Debonding mechanisms of fibre reinforced polymer strengthened steel members.

Abstract

Applying Fibre Reinforce Polymer (FRP) to steel structures has been proved to be an effective method of strengthening. Experimentally, ageing steel structures such as bridge decks and composite beams which have been strengthened with FRP have shown lifetime extension and enhanced strength. Numerically, different approaches have been carried out to quantify the relationship between FRP and steel members in regard to the observance of the experimental works. This thesis contributes in term of quantifying the debonding mechanism of FRP strengthened steel members.
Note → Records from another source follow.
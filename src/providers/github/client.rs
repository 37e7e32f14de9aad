use reqwest::header::ACCEPT;
use reqwest::{Client, RequestBuilder, StatusCode};
use serde::de::DeserializeOwned;
use url::Url;

use super::rate_limit::respect_rate_limit;
use super::types::{GitHubBranchDto, GitHubCommitDto, GitHubRepositoryDto};
use crate::auth::Token;
use crate::error::{CommitLensError, Result};
use crate::models::CommitQuery;
use crate::pagination::PageCursor;
use crate::providers::api_timestamp;

const GITHUB_ACCEPT: &str = "application/vnd.github.v3+json";

pub struct GitHubClient {
    client: Client,
    api_url: Url,
    token: Option<Token>,
}

impl GitHubClient {
    pub fn new(base_url: &str, token: Option<Token>) -> Result<Self> {
        let client = Client::builder()
            .user_agent(concat!("commitlens/", env!("CARGO_PKG_VERSION")))
            .build()
            .map_err(|e| CommitLensError::Config(format!("Failed to create HTTP client: {e}")))?;

        let api_url = Url::parse(base_url)
            .map_err(|e| CommitLensError::Config(format!("Invalid GitHub base URL: {e}")))?;

        Ok(Self {
            client,
            api_url,
            token,
        })
    }

    fn auth_request(&self, request: RequestBuilder) -> RequestBuilder {
        let request = request.header(ACCEPT, GITHUB_ACCEPT);
        if let Some(token) = &self.token {
            request.bearer_auth(token.as_str())
        } else {
            request
        }
    }

    /// Appends path segments to the API root, percent-encoding each one.
    fn endpoint(&self, segments: &[&str]) -> Result<Url> {
        let mut url = self.api_url.clone();
        url.path_segments_mut()
            .map_err(|()| {
                CommitLensError::Config(format!(
                    "GitHub base URL cannot be a base: {}",
                    self.api_url
                ))
            })?
            .pop_if_empty()
            .extend(segments);
        Ok(url)
    }

    async fn fetch_page<T: DeserializeOwned>(
        &self,
        url: Url,
        params: &[(&str, String)],
        cursor: PageCursor,
    ) -> Result<Vec<T>> {
        let (page, per_page) = cursor.as_page();

        let request = self
            .client
            .get(url)
            .query(params)
            .query(&[("page", page), ("per_page", per_page)]);

        let response = self.auth_request(request).send().await?;
        respect_rate_limit(response.headers()).await;

        let status = response.status();
        if status != StatusCode::OK {
            let body = response.text().await.unwrap_or_default();
            return Err(CommitLensError::Api { status, body });
        }

        Ok(response.json::<Vec<T>>().await?)
    }

    pub async fn fetch_repositories_page(
        &self,
        org: &str,
        cursor: PageCursor,
    ) -> Result<Vec<GitHubRepositoryDto>> {
        let url = self.endpoint(&["orgs", org, "repos"])?;
        self.fetch_page(url, &[], cursor).await
    }

    pub async fn fetch_branches_page(
        &self,
        org: &str,
        repo: &str,
        cursor: PageCursor,
    ) -> Result<Vec<GitHubBranchDto>> {
        let url = self.endpoint(&["repos", org, repo, "branches"])?;
        self.fetch_page(url, &[], cursor).await
    }

    pub async fn fetch_commits_page(
        &self,
        org: &str,
        repo: &str,
        query: &CommitQuery,
        cursor: PageCursor,
    ) -> Result<Vec<GitHubCommitDto>> {
        let url = self.endpoint(&["repos", org, repo, "commits"])?;

        let mut params = Vec::new();
        if let Some(branch) = &query.branch {
            params.push(("sha", branch.clone()));
        }
        if let Some(author) = &query.author {
            params.push(("author", author.clone()));
        }
        if let Some(since) = query.since {
            params.push(("since", api_timestamp(since)));
        }
        if let Some(until) = query.until {
            params.push(("until", api_timestamp(until)));
        }

        self.fetch_page(url, &params, cursor).await
    }
}

#[cfg(test)]
mod tests {
    use super::*;
    use chrono::{TimeZone, Utc};
    use mockito::{Matcher, Server};
    use std::time::{Duration, Instant};

    fn page_query(page: &str) -> Matcher {
        Matcher::AllOf(vec![
            Matcher::UrlEncoded("page".into(), page.into()),
            Matcher::UrlEncoded("per_page".into(), "100".into()),
        ])
    }

    #[tokio::test]
    async fn test_fetch_repositories_sends_auth_and_paging() {
        let mut server = Server::new_async().await;
        let mock = server
            .mock("GET", "/orgs/acme/repos")
            .match_query(page_query("1"))
            .match_header("authorization", "Bearer ghp_test")
            .match_header("accept", GITHUB_ACCEPT)
            .with_status(200)
            .with_header("content-type", "application/json")
            .with_body(r#"[{"name": "api"}, {"name": "web"}]"#)
            .create_async()
            .await;

        let client = GitHubClient::new(&server.url(), Some(Token::from("ghp_test"))).unwrap();
        let repos = client
            .fetch_repositories_page("acme", PageCursor::first_page())
            .await
            .unwrap();

        mock.assert_async().await;
        let names: Vec<_> = repos.iter().map(|r| r.name.as_str()).collect();
        assert_eq!(names, vec!["api", "web"]);
    }

    #[tokio::test]
    async fn test_fetch_commits_passes_filters() {
        let mut server = Server::new_async().await;
        let mock = server
            .mock("GET", "/repos/acme/api/commits")
            .match_query(Matcher::AllOf(vec![
                Matcher::UrlEncoded("sha".into(), "feature/login".into()),
                Matcher::UrlEncoded("author".into(), "janedoe".into()),
                Matcher::UrlEncoded("since".into(), "2024-01-01T00:00:00Z".into()),
                Matcher::UrlEncoded("until".into(), "2024-03-31T00:00:00Z".into()),
                Matcher::UrlEncoded("page".into(), "2".into()),
            ]))
            .with_status(200)
            .with_header("content-type", "application/json")
            .with_body("[]")
            .create_async()
            .await;

        let client = GitHubClient::new(&server.url(), None).unwrap();
        let query = CommitQuery {
            author: Some("janedoe".to_string()),
            ..CommitQuery::between(
                Utc.with_ymd_and_hms(2024, 1, 1, 0, 0, 0).unwrap(),
                Utc.with_ymd_and_hms(2024, 3, 31, 0, 0, 0).unwrap(),
            )
        }
        .on_branch("feature/login");

        let commits = client
            .fetch_commits_page(
                "acme",
                "api",
                &query,
                PageCursor::Page {
                    page: 2,
                    per_page: 100,
                },
            )
            .await
            .unwrap();

        mock.assert_async().await;
        assert!(commits.is_empty());
    }

    #[tokio::test]
    async fn test_non_ok_status_is_an_api_error() {
        let mut server = Server::new_async().await;
        let _mock = server
            .mock("GET", "/repos/acme/api/branches")
            .match_query(page_query("1"))
            .with_status(404)
            .with_body(r#"{"message": "Not Found"}"#)
            .create_async()
            .await;

        let client = GitHubClient::new(&server.url(), None).unwrap();
        let result = client
            .fetch_branches_page("acme", "api", PageCursor::first_page())
            .await;

        match result {
            Err(CommitLensError::Api { status, body }) => {
                assert_eq!(status, StatusCode::NOT_FOUND);
                assert!(body.contains("Not Found"));
            }
            other => panic!("expected API error, got {other:?}"),
        }
    }

    async fn exhausted_quota_branches(
        status: usize,
        body: &str,
    ) -> (Result<Vec<GitHubBranchDto>>, Duration) {
        let mut server = Server::new_async().await;
        let reset = Utc::now().timestamp() + 2;
        let _mock = server
            .mock("GET", "/repos/acme/api/branches")
            .match_query(page_query("1"))
            .with_status(status)
            .with_header("content-type", "application/json")
            .with_header("x-ratelimit-remaining", "0")
            .with_header("x-ratelimit-reset", &reset.to_string())
            .with_body(body)
            .create_async()
            .await;

        let client = GitHubClient::new(&server.url(), None).unwrap();
        let started = Instant::now();
        let result = client
            .fetch_branches_page("acme", "api", PageCursor::first_page())
            .await;
        (result, started.elapsed())
    }

    #[tokio::test]
    async fn test_exhausted_quota_waits_after_success() {
        let (result, elapsed) = exhausted_quota_branches(200, r#"[{"name": "main"}]"#).await;

        assert_eq!(result.unwrap().len(), 1);
        assert!(elapsed >= Duration::from_millis(900), "returned after {elapsed:?}");
    }

    #[tokio::test]
    async fn test_exhausted_quota_waits_before_reporting_failure() {
        let (result, elapsed) =
            exhausted_quota_branches(403, r#"{"message": "API rate limit exceeded"}"#).await;

        assert!(matches!(
            result,
            Err(CommitLensError::Api { status, .. }) if status == StatusCode::FORBIDDEN
        ));
        assert!(elapsed >= Duration::from_millis(900), "returned after {elapsed:?}");
    }

    #[test]
    fn test_endpoint_encodes_segments_under_base_path() {
        let client = GitHubClient::new("https://ghe.example.com/api/v3/", None).unwrap();

        let url = client.endpoint(&["repos", "acme", "my repo", "commits"]).unwrap();

        assert_eq!(
            url.as_str(),
            "https://ghe.example.com/api/v3/repos/acme/my%20repo/commits"
        );
    }

    #[test]
    fn test_invalid_base_url_is_config_error() {
        let result = GitHubClient::new("not a url", None);

        assert!(matches!(result, Err(CommitLensError::Config(_))));
    }
}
First, a procedure in the derivation of the bond-slip (τ-σ) relationship is presented by combining the results of the experimental work with a numerical method developed specifically for this purpose. Secondly, the debonding mechanisms of FRP strengthened steel plates due to the yielding of steel is established by experimental and numerical works. Finally, a numerical method was developed to quantify the plate end debonding of a simply supported steel beam. A total of seventeen pull tests with different types of FRP lengths and adhesives were tested to quantify the (r-q) relationship. Another four steel plate tests were carried out to study the debonding mechanism of FRP allowing for the steel to yield. Three different numerical methods were developed to analyse the results obtained experimentally.